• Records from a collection
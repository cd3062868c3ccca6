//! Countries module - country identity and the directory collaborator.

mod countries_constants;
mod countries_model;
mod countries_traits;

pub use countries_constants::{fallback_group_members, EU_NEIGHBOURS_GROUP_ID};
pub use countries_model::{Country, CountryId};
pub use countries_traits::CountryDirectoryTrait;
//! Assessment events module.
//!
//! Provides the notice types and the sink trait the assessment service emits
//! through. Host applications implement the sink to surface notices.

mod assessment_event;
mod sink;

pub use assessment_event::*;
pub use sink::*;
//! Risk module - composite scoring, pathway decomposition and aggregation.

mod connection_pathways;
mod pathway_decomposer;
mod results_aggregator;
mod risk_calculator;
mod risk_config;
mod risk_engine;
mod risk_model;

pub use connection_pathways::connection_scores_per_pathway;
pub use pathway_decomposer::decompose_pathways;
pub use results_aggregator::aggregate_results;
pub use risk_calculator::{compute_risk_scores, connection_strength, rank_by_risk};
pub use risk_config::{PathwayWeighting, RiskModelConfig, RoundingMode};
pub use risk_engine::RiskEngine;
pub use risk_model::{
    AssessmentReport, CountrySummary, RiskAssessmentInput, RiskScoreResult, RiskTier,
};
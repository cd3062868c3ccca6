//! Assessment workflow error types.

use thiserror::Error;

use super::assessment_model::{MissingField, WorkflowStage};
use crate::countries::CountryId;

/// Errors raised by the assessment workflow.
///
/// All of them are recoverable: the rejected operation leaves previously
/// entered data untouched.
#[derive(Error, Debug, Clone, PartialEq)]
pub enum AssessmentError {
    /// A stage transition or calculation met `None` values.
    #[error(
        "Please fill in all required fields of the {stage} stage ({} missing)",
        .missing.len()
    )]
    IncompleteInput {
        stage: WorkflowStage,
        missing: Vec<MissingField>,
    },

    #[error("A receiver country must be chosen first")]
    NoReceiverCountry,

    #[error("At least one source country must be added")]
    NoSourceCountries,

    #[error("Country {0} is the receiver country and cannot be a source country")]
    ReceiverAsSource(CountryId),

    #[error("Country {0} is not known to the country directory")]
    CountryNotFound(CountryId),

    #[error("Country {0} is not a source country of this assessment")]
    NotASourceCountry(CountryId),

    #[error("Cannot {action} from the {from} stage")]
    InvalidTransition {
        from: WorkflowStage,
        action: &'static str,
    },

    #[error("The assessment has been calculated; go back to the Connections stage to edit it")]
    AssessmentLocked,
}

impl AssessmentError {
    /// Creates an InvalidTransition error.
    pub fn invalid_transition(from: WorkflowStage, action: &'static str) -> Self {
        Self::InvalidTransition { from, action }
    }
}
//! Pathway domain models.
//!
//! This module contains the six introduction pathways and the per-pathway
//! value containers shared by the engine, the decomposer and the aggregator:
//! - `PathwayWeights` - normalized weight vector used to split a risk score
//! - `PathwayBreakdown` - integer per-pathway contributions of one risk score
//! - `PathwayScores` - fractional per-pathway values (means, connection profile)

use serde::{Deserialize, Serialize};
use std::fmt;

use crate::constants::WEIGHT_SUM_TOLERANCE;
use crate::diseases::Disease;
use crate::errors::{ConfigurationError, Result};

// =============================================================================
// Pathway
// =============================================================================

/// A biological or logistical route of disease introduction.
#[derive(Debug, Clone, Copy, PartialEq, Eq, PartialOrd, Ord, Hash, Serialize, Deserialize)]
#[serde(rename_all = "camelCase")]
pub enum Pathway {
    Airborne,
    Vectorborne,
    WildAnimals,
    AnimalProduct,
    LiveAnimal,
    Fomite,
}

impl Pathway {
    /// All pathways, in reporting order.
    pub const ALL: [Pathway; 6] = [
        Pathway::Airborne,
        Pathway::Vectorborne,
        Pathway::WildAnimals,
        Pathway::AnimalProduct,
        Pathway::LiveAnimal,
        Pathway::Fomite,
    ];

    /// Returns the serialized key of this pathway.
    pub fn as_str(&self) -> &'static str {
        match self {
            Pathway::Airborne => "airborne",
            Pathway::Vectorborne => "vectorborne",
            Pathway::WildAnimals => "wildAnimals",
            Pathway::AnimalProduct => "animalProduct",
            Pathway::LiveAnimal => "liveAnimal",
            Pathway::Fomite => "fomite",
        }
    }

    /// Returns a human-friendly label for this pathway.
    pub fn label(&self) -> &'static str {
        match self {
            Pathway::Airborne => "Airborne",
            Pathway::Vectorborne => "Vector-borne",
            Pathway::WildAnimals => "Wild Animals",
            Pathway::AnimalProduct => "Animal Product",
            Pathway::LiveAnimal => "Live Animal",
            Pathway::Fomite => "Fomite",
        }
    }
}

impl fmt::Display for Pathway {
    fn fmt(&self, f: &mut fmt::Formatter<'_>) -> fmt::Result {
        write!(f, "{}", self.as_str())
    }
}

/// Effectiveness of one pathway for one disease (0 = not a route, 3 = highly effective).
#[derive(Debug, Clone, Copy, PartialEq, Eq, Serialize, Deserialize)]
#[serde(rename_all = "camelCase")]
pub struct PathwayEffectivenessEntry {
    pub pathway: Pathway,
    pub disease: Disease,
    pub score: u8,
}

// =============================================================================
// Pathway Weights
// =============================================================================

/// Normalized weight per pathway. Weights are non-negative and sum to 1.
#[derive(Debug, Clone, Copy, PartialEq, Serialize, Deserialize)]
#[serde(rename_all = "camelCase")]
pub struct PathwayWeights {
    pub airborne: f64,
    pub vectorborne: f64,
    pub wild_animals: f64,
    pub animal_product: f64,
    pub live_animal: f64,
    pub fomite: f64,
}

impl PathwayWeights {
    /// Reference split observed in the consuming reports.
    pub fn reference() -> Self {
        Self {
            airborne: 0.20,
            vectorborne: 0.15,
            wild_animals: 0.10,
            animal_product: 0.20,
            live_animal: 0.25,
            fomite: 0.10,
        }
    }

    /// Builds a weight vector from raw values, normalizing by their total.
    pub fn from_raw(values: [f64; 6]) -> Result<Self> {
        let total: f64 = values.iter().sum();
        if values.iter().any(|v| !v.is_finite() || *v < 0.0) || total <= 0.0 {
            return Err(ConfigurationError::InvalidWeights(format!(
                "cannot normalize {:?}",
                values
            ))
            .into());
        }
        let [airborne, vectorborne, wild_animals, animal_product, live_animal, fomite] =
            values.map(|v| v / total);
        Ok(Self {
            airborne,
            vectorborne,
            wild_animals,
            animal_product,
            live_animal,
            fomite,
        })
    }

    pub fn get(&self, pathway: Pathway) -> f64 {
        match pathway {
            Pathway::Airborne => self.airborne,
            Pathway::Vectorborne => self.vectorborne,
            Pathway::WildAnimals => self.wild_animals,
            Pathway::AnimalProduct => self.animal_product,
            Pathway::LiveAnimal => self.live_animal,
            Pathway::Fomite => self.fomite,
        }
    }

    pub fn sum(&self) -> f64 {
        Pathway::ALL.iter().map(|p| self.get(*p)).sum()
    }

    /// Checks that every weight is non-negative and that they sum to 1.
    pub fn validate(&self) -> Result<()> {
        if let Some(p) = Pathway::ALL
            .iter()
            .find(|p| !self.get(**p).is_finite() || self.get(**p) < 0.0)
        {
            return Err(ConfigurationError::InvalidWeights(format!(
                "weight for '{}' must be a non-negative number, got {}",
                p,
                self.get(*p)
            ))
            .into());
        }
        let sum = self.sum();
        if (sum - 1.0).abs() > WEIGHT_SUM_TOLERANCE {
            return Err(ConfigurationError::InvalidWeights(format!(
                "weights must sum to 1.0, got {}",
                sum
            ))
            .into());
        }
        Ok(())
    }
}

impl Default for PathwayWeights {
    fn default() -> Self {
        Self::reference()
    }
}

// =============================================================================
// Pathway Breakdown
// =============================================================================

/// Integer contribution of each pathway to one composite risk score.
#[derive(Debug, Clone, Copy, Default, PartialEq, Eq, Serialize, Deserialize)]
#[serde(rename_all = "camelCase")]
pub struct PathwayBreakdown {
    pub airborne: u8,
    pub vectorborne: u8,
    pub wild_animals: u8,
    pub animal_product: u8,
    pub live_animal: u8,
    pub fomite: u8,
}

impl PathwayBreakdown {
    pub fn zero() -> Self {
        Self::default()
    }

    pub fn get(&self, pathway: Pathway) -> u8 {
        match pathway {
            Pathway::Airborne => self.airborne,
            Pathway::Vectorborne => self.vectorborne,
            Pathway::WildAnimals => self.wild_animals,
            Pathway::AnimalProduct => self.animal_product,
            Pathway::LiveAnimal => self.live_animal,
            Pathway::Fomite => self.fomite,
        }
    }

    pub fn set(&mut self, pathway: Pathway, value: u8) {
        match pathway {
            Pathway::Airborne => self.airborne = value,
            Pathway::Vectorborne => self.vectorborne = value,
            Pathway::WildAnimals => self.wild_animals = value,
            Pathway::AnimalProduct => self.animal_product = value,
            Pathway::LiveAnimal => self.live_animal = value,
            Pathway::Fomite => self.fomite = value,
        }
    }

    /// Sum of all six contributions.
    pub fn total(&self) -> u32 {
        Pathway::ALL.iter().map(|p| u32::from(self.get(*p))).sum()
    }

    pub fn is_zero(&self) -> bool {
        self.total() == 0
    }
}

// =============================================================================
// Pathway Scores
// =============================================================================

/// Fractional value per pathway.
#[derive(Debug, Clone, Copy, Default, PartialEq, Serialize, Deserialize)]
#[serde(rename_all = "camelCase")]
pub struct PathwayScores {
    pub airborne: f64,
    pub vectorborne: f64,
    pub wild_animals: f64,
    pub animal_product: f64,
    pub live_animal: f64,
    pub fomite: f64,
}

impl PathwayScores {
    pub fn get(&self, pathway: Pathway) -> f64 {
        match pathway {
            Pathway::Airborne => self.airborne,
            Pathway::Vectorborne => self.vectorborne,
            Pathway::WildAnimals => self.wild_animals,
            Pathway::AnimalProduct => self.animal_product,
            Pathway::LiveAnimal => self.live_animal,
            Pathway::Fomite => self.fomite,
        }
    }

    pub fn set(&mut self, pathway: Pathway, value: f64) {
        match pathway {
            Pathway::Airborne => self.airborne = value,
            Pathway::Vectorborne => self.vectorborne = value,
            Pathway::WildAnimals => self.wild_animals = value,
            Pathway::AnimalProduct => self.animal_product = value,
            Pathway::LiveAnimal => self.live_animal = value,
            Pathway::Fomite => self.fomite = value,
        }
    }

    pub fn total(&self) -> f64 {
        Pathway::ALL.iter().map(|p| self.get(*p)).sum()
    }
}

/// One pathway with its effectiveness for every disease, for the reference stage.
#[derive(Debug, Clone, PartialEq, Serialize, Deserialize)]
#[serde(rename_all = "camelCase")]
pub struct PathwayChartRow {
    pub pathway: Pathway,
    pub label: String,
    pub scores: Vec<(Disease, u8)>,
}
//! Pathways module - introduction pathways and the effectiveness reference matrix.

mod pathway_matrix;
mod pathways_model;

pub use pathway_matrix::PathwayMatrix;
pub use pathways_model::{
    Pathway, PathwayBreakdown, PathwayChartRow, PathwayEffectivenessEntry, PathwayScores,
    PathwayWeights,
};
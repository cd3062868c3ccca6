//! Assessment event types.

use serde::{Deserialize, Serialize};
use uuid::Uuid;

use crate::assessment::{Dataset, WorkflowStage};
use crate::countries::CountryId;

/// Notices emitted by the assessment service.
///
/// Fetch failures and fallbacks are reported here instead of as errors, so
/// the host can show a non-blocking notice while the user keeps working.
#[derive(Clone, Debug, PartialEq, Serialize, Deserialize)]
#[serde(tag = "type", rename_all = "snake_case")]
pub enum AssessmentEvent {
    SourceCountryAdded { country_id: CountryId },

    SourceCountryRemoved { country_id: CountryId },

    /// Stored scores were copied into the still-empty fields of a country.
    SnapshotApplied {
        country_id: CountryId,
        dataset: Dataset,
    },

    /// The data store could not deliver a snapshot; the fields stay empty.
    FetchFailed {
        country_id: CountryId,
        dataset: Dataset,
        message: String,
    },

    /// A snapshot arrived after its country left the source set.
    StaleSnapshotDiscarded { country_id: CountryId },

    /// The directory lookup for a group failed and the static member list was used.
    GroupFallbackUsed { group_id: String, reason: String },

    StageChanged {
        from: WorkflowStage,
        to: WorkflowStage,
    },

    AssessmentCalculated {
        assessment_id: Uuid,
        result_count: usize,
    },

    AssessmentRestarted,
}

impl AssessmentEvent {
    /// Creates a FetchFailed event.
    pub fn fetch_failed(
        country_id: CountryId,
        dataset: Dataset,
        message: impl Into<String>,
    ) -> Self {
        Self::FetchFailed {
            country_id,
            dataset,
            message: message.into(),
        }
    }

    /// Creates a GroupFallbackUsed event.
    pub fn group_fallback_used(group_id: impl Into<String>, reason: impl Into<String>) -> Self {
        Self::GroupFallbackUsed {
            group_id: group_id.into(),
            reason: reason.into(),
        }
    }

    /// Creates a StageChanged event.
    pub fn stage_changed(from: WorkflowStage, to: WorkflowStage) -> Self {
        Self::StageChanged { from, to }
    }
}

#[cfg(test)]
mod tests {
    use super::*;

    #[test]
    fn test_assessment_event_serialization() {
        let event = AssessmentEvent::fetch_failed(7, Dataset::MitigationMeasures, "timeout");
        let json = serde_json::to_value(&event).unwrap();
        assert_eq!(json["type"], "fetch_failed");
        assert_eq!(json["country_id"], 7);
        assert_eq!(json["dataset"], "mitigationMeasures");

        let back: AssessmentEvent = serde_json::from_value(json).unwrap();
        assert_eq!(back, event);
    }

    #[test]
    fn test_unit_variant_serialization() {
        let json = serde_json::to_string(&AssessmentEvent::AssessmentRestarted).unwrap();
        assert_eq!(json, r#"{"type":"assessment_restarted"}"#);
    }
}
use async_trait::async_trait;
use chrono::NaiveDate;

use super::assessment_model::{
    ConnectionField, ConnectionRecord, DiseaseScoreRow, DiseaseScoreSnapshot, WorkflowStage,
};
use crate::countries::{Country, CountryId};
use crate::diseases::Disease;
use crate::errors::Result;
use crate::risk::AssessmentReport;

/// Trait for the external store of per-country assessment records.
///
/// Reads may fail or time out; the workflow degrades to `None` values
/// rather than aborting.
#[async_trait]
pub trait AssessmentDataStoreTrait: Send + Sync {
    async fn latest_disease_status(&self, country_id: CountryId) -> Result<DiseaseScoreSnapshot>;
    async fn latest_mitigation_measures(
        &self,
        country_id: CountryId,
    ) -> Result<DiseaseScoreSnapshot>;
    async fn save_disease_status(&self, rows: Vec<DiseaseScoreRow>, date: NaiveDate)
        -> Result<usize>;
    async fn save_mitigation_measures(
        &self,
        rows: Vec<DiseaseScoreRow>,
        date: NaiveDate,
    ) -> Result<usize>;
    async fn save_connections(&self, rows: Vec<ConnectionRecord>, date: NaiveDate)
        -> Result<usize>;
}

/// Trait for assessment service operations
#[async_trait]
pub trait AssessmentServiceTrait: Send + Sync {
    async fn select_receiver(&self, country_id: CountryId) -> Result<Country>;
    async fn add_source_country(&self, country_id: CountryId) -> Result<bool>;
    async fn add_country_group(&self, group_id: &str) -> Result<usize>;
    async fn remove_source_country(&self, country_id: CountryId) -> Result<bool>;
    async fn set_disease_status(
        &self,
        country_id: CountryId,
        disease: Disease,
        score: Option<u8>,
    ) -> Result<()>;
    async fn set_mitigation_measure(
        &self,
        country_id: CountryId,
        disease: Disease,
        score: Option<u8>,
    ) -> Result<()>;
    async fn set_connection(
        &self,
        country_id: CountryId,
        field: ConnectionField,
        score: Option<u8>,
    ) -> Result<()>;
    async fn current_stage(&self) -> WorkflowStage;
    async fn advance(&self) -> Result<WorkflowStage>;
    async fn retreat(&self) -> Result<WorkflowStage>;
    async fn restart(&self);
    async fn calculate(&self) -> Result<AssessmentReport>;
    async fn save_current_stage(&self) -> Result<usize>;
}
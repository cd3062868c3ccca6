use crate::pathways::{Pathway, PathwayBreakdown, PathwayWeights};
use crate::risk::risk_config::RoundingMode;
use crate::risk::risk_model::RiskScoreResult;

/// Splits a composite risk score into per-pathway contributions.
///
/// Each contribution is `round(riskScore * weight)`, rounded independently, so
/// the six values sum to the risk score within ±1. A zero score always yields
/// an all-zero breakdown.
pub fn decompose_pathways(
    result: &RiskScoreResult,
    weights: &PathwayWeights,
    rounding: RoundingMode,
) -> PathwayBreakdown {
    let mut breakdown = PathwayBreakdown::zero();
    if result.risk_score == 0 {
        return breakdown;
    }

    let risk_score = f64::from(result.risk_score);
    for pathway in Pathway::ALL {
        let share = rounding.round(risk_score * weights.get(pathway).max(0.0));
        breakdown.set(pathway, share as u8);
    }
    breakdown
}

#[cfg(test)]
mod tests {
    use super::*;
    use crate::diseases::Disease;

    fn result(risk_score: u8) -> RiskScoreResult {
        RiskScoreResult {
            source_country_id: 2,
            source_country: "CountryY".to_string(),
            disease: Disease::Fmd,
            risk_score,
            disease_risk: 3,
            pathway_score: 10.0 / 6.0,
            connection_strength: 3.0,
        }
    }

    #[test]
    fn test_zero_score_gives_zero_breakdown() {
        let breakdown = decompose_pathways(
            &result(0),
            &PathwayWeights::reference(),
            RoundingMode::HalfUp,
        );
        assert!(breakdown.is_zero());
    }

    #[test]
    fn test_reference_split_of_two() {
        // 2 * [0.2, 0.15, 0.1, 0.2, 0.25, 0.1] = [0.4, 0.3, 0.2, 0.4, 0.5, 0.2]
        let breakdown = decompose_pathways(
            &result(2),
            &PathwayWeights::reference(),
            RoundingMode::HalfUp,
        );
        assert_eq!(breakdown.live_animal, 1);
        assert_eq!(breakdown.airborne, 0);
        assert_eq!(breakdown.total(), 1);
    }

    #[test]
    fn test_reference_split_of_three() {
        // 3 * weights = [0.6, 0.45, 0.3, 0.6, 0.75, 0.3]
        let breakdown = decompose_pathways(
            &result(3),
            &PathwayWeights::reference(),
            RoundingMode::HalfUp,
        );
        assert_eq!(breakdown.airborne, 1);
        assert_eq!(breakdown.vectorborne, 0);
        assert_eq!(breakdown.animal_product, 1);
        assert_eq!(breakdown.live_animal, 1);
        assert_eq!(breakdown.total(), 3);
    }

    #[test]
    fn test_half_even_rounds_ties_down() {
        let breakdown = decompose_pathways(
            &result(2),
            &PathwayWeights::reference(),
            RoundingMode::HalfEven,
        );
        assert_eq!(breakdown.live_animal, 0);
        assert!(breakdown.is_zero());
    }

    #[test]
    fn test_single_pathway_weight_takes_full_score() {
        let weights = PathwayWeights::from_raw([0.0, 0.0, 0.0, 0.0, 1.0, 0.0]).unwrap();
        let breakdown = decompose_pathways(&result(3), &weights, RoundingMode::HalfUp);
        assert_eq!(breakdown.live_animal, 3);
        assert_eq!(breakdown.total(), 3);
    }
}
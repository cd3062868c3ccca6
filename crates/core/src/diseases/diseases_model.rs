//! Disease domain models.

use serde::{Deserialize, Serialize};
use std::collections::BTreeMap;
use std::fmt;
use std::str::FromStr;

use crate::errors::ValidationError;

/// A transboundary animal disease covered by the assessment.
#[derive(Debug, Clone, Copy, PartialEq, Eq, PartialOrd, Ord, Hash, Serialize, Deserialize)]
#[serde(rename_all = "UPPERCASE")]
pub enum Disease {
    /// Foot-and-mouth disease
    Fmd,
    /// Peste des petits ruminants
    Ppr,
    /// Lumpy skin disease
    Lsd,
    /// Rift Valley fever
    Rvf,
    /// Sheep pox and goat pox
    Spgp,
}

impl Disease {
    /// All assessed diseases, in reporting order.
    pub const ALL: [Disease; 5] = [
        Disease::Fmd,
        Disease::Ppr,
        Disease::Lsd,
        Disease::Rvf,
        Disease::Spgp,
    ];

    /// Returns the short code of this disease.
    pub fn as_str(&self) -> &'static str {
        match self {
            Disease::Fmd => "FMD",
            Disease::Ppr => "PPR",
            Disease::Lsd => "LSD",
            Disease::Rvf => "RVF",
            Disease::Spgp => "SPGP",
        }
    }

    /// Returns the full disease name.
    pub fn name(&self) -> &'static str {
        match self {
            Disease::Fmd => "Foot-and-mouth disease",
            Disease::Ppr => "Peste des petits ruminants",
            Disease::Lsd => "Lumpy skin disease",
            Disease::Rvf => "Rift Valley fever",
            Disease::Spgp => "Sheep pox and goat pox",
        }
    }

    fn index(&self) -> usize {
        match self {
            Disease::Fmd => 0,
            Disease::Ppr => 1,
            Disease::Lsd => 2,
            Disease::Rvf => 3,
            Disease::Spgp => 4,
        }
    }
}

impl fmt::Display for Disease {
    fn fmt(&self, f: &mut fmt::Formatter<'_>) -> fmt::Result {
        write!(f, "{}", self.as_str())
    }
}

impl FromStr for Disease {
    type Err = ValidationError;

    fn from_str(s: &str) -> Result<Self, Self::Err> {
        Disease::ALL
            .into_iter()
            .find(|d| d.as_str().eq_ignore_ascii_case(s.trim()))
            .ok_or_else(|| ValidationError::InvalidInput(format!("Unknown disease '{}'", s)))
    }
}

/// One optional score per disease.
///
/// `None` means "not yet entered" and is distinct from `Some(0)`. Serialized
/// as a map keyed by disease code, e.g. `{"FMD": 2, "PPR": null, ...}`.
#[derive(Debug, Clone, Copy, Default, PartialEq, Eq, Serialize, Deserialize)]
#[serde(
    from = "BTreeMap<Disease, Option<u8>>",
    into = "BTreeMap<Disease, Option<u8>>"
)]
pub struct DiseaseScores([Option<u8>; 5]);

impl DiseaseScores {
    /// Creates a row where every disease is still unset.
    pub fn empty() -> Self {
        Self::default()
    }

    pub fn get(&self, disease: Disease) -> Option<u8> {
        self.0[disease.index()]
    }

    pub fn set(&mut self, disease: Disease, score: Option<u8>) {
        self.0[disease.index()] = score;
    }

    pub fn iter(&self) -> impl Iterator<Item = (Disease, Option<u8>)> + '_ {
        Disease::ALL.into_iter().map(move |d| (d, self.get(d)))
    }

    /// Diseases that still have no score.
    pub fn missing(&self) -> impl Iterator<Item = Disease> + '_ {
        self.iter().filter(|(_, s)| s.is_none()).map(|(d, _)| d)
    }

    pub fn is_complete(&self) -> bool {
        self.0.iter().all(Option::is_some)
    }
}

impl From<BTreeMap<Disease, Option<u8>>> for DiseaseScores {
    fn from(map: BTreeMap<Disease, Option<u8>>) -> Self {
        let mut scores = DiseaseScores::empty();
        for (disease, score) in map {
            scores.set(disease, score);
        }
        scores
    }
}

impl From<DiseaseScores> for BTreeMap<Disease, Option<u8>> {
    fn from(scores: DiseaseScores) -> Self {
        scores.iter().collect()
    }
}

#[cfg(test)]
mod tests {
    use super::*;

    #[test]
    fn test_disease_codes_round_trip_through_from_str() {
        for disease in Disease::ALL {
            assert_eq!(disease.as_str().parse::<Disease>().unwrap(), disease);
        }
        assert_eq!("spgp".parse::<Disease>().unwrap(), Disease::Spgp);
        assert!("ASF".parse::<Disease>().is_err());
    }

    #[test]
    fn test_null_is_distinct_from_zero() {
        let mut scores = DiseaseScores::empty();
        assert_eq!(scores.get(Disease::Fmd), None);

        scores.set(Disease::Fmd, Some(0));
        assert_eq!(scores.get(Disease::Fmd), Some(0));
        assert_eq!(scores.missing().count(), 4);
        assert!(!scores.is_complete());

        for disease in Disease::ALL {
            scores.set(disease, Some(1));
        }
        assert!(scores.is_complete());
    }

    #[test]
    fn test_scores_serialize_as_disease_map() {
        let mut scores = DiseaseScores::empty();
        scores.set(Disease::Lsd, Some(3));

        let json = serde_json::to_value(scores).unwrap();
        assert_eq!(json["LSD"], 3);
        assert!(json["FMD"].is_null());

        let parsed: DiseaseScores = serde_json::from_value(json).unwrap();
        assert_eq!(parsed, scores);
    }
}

• TASK
Pull each line containing "reason" from the records.

• ANSWER BELOW
    GroupFallbackUsed { group_id: String, reason: String },
    pub fn group_fallback_used(group_id: impl Into<String>, reason: impl Into<String>) -> Self {
            reason: reason.into(),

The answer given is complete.